Stored data entries
# # #

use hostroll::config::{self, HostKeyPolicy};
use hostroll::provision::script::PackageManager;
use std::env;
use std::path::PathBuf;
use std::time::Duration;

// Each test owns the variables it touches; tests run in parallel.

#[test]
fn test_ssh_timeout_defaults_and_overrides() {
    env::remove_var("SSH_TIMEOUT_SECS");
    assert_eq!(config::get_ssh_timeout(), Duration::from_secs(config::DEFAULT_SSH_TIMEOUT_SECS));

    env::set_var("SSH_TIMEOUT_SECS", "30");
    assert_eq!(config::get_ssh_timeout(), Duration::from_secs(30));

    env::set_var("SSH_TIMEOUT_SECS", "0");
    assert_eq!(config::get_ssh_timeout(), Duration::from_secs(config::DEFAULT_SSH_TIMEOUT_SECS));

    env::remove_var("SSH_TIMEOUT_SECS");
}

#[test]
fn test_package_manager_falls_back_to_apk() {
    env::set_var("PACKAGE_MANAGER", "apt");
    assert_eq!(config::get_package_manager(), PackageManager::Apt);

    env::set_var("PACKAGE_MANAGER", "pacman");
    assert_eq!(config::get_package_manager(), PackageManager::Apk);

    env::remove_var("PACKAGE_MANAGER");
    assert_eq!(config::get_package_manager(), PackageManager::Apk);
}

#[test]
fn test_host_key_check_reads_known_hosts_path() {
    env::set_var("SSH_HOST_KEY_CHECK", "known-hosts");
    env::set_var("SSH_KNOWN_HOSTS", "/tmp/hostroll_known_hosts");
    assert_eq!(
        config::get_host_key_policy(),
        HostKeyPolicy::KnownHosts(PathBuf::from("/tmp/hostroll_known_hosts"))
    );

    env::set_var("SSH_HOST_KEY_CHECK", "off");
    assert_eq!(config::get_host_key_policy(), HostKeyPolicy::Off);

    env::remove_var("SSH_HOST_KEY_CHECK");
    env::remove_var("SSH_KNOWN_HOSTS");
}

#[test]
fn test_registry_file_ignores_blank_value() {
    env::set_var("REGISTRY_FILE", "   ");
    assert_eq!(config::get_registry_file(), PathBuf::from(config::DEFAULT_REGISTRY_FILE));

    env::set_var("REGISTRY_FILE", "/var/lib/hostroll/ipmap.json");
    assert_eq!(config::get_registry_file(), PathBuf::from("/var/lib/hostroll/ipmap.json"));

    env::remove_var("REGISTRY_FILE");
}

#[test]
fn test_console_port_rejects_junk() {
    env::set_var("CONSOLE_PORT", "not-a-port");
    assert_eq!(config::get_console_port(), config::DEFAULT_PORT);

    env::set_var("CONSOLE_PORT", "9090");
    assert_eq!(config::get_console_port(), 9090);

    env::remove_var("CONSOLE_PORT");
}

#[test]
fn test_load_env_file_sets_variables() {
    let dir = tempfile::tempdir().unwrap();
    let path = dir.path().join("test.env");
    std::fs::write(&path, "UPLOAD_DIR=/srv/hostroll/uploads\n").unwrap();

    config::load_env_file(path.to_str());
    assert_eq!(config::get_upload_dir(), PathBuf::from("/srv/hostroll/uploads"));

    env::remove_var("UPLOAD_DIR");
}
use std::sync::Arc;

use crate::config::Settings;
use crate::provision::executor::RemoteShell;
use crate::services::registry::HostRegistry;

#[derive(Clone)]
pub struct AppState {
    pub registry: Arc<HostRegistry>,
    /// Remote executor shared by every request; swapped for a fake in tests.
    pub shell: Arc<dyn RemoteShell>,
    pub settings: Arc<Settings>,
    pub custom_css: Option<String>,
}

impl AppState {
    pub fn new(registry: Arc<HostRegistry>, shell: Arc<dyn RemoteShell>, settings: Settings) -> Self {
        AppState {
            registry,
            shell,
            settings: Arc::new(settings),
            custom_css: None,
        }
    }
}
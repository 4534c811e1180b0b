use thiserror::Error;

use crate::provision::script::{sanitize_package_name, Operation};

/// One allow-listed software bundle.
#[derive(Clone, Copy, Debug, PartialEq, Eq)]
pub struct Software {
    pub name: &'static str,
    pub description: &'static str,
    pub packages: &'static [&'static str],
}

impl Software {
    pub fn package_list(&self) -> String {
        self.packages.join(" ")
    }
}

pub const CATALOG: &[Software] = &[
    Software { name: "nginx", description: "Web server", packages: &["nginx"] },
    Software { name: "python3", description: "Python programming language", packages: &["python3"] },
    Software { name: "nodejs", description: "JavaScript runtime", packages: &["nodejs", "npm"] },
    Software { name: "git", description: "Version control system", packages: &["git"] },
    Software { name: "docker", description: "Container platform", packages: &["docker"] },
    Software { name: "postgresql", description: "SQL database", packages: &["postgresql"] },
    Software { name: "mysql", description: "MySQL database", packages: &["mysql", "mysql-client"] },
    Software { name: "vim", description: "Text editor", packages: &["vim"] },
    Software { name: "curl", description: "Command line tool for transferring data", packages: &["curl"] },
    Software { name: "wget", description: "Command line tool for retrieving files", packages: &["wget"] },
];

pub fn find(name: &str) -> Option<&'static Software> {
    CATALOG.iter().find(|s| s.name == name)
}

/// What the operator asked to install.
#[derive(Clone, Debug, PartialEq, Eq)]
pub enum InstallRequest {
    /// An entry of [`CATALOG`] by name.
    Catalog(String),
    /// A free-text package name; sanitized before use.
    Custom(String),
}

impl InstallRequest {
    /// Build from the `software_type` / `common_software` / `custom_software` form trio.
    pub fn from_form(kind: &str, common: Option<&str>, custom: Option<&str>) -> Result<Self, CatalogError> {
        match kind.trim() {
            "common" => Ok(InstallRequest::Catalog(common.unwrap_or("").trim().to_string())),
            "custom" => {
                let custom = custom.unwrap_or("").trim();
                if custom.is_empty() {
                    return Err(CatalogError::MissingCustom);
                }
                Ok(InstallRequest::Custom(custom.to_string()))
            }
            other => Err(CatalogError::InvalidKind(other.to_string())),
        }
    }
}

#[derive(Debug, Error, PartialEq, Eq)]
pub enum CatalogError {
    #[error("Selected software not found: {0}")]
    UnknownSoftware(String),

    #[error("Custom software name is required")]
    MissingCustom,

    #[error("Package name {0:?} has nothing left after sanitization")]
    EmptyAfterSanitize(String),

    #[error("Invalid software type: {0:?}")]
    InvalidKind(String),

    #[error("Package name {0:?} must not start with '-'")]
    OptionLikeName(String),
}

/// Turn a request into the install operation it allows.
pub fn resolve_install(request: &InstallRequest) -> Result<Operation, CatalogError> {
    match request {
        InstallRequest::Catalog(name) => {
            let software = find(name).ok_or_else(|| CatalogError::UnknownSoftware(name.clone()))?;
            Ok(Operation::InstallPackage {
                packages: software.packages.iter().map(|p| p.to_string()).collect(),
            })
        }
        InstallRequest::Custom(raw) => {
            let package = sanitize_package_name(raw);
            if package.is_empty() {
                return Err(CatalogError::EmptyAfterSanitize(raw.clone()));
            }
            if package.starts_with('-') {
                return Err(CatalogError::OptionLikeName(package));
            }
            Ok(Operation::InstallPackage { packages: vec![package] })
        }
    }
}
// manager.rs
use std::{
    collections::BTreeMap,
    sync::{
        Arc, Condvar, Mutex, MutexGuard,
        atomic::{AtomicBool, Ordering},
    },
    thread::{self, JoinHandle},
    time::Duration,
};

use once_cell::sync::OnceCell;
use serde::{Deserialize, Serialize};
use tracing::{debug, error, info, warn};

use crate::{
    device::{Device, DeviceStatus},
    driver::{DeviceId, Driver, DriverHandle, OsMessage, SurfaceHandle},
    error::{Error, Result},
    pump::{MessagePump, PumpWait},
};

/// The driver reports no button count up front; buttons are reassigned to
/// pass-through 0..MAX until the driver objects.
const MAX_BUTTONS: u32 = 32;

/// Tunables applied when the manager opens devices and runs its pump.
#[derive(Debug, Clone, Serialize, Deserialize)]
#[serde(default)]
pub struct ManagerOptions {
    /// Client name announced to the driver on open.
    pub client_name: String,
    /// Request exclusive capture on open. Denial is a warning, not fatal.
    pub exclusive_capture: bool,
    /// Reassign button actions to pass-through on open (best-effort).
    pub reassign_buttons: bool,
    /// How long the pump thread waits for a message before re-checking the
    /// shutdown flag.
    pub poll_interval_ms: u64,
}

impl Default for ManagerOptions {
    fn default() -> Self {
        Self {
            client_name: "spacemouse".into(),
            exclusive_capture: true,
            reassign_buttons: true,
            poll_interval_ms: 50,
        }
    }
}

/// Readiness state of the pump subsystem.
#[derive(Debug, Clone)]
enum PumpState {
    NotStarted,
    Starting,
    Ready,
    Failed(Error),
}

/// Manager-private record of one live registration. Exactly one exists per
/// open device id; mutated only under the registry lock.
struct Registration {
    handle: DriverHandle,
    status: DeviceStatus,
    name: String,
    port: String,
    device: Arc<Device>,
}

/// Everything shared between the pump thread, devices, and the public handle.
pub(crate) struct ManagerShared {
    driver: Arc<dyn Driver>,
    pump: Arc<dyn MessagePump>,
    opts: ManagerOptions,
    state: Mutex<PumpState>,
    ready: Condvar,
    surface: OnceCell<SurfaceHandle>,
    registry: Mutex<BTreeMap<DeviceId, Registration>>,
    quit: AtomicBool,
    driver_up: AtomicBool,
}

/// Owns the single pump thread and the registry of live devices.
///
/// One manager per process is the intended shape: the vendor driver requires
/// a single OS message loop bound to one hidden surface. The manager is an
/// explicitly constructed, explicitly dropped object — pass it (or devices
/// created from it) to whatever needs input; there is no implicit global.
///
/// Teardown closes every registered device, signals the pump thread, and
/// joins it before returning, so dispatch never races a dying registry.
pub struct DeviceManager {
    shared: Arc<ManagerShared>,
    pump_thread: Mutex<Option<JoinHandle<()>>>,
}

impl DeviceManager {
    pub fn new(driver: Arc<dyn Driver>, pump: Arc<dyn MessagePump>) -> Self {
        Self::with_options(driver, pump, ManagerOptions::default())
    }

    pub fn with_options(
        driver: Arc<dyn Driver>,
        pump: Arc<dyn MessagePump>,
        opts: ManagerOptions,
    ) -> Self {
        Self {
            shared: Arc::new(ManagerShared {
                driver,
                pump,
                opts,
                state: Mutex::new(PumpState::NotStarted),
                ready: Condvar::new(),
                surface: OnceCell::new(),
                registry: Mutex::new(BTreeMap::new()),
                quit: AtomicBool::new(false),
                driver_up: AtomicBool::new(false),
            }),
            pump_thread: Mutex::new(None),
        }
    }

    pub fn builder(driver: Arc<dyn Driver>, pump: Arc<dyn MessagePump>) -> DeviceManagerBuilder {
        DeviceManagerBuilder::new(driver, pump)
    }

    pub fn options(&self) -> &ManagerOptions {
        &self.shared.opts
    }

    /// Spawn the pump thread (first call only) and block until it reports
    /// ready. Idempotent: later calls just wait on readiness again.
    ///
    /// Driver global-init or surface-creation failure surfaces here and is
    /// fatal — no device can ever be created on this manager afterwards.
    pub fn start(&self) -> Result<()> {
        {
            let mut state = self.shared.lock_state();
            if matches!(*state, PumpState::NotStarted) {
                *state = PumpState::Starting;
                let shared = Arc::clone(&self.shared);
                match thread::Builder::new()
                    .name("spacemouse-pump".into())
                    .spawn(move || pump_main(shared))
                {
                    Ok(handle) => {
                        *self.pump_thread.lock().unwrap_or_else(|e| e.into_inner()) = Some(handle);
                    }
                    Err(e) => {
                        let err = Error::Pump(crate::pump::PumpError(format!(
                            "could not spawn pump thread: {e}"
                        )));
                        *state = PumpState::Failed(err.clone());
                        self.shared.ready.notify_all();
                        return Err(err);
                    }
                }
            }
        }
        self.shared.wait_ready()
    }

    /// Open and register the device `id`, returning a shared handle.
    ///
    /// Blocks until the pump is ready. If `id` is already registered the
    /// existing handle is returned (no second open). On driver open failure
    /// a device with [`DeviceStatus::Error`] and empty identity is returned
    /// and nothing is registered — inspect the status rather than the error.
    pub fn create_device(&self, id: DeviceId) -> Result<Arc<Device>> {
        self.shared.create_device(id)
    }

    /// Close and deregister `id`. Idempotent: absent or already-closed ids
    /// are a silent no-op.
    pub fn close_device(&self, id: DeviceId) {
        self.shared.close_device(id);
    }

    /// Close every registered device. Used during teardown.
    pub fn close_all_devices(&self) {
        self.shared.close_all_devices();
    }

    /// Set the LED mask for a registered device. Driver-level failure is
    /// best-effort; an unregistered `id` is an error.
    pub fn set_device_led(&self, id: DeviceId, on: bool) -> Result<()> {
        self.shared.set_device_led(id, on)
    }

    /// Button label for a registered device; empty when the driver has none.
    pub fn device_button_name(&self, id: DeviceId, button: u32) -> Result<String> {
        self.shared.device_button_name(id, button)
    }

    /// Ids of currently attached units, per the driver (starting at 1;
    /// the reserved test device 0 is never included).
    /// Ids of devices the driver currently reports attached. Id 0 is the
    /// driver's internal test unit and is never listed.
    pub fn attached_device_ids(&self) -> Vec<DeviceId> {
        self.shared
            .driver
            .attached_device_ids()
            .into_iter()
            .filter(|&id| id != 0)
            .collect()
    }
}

# # #

Copy out each line of the records that holds the string "listed".

* **SOLUTION FOR THIS PROBLEM**:
/// One allow-listed software bundle.
    /// driver's internal test unit and is never listed.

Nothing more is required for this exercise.